Lecture 12: The weakness of significance tests and the corroboration index
Theory-testing in psychology and physics: a methodological paradox (1967). A wonderfully written paper demonstrating how the way statistics is used in soft sciences (with point-null hypotheses and vague directional hypotheses) results in weaker evidence for a theory given greater measurement accuracy. A genuinely eye-opening read.
Theoretical risks and tabular asterisks: Sir Karl, Sir Ronald, and the slow progress of soft psychology (1978)2. An in-depth look into why psychology struggles with stronger tests and how it can be improved.
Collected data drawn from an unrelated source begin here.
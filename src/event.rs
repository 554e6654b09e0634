use nix::sys::signal::Signal;
use nix::sys::wait::WaitStatus;
use nix::unistd::Pid;

use crate::error::{Error, Result};

/// Classified ptrace stop, one per `waitpid` return.
///
/// `PTRACE_EVENT_EXIT` and `PTRACE_EVENT_STOP` never appear here: we do not
/// enable the former and never group-stop tracees ourselves, so observing
/// either is a kernel-invariant violation and classification fails.
#[derive(Debug, Clone, Copy, PartialEq, Eq)]
pub enum StopEvent {
    /// Pre-syscall stop raised by the seccomp filter; the event message
    /// carries the syscall number matched by the filter.
    Seccomp,
    /// Syscall-trap stop (`SIGTRAP | 0x80`), only seen when the previous
    /// resume used `PTRACE_SYSCALL`.
    SyscallStop,
    Fork,
    Vfork,
    CloneEvent,
    Exec,
    /// A signal was intercepted before delivery to the tracee.
    SignalStop(Signal),
    Exited(i32),
    KilledBySignal(Signal),
}

impl StopEvent {
    pub fn kind(&self) -> &'static str {
        match self {
            StopEvent::Seccomp => "seccomp",
            StopEvent::SyscallStop => "syscall-trap",
            StopEvent::Fork => "fork",
            StopEvent::Vfork => "vfork",
            StopEvent::CloneEvent => "clone",
            StopEvent::Exec => "exec",
            StopEvent::SignalStop(_) => "signal-stop",
            StopEvent::Exited(_) => "exited",
            StopEvent::KilledBySignal(_) => "killed-by-signal",
        }
    }
}

impl std::fmt::Display for StopEvent {
    fn fmt(&self, f: &mut std::fmt::Formatter<'_>) -> std::fmt::Result {
        f.write_str(self.kind())
    }
}

/// Classify a raw wait status into a `StopEvent`.
///
/// Ptrace event codes are packed into the high bits of the status word and
/// must be tested before generic signal-stop classification; `nix` has
/// already split them into `PtraceEvent`, so the match below only has to
/// keep exit / event / syscall-trap / signal in that order.
pub fn classify(status: WaitStatus) -> Result<(Pid, StopEvent)> {
    match status {
        WaitStatus::Exited(pid, code) => Ok((pid, StopEvent::Exited(code))),
        WaitStatus::PtraceEvent(pid, _, event) => match event {
            libc::PTRACE_EVENT_EXEC => Ok((pid, StopEvent::Exec)),
            libc::PTRACE_EVENT_CLONE => Ok((pid, StopEvent::CloneEvent)),
            libc::PTRACE_EVENT_VFORK => Ok((pid, StopEvent::Vfork)),
            libc::PTRACE_EVENT_FORK => Ok((pid, StopEvent::Fork)),
            libc::PTRACE_EVENT_SECCOMP => Ok((pid, StopEvent::Seccomp)),
            libc::PTRACE_EVENT_EXIT => Err(Error::UnexpectedStop {
                pid,
                what: "ptrace exit-event".into(),
            }),
            libc::PTRACE_EVENT_STOP => Err(Error::UnexpectedStop {
                pid,
                what: "ptrace group-stop event".into(),
            }),
            other => Err(Error::UnexpectedStop {
                pid,
                what: format!("ptrace event {other}"),
            }),
        },
        WaitStatus::PtraceSyscall(pid) => Ok((pid, StopEvent::SyscallStop)),
        WaitStatus::Stopped(pid, signal) => Ok((pid, StopEvent::SignalStop(signal))),
        WaitStatus::Signaled(pid, signal, _) => Ok((pid, StopEvent::KilledBySignal(signal))),
        other => Err(Error::UnexpectedStop {
            pid: Pid::from_raw(-1),
            what: format!("{other:?}"),
        }),
    }
}

#[cfg(test)]
mod tests {
    use super::*;

    fn pid() -> Pid {
        Pid::from_raw(1234)
    }

    #[test]
    fn classifies_exit() {
        let (p, ev) = classify(WaitStatus::Exited(pid(), 7)).unwrap();
        assert_eq!(p, pid());
        assert_eq!(ev, StopEvent::Exited(7));
    }

    #[test]
    fn classifies_ptrace_events() {
        let cases = [
            (libc::PTRACE_EVENT_FORK, StopEvent::Fork),
            (libc::PTRACE_EVENT_VFORK, StopEvent::Vfork),
            (libc::PTRACE_EVENT_CLONE, StopEvent::CloneEvent),
            (libc::PTRACE_EVENT_EXEC, StopEvent::Exec),
            (libc::PTRACE_EVENT_SECCOMP, StopEvent::Seccomp),
        ];
        for (code, want) in cases {
            let status = WaitStatus::PtraceEvent(pid(), Signal::SIGTRAP, code);
            assert_eq!(classify(status).unwrap().1, want);
        }
    }

    #[test]
    fn syscall_trap_beats_plain_signal_stop() {
        // TRACESYSGOOD marks syscall traps; a plain SIGTRAP stop is an
        // ordinary intercepted signal.
        let trap = classify(WaitStatus::PtraceSyscall(pid())).unwrap().1;
        assert_eq!(trap, StopEvent::SyscallStop);

        let stop = classify(WaitStatus::Stopped(pid(), Signal::SIGTRAP)).unwrap().1;
        assert_eq!(stop, StopEvent::SignalStop(Signal::SIGTRAP));
    }

    #[test]
    fn classifies_termination_by_signal() {
        let status = WaitStatus::Signaled(pid(), Signal::SIGUSR1, false);
        assert_eq!(
            classify(status).unwrap().1,
            StopEvent::KilledBySignal(Signal::SIGUSR1)
        );
    }

    #[test]
    fn exit_event_is_fatal() {
        let status = WaitStatus::PtraceEvent(pid(), Signal::SIGTRAP, libc::PTRACE_EVENT_EXIT);
        assert!(classify(status).is_err());
    }
}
What social scientists don’t understand (1986). How weak tests of theory lead us to believe it has “money in the bank” and how a research program is stronger than it really is while publication bias further muddies the water.
Why summaries of research on psychological theories are often uninterpretable (1990). The 10 factors described mean you can’t judge how true a psychological theory is based on looking at how many corroborating significant results it has.
1 They can be read in any order but I would recommend the 1967 paper first as it is the most accessible and sets the stage for his way of reasoning.
2 If you’re not familiar with implicative syllogism, I would recommend reading my notes on Meehl’s second lecture prior to this as it briefly explains it.
3 Meehl makes a mistake when discussing pilot studies: he talks about using them to gain a rough estimate of the effect size of the phenomenon you’re studying. But you shouldn’t do this as the effect size from the pilot study is almost certainly inflated and you shouldn’t power your study based on what has come before; you should power it based on what effect size you want to capture (I explain in more detail here). There’s also a typo on p. 199: it reads “The prior probability p(O1|O2), absent theory, should be small” but it should be “p(O2|O1)”.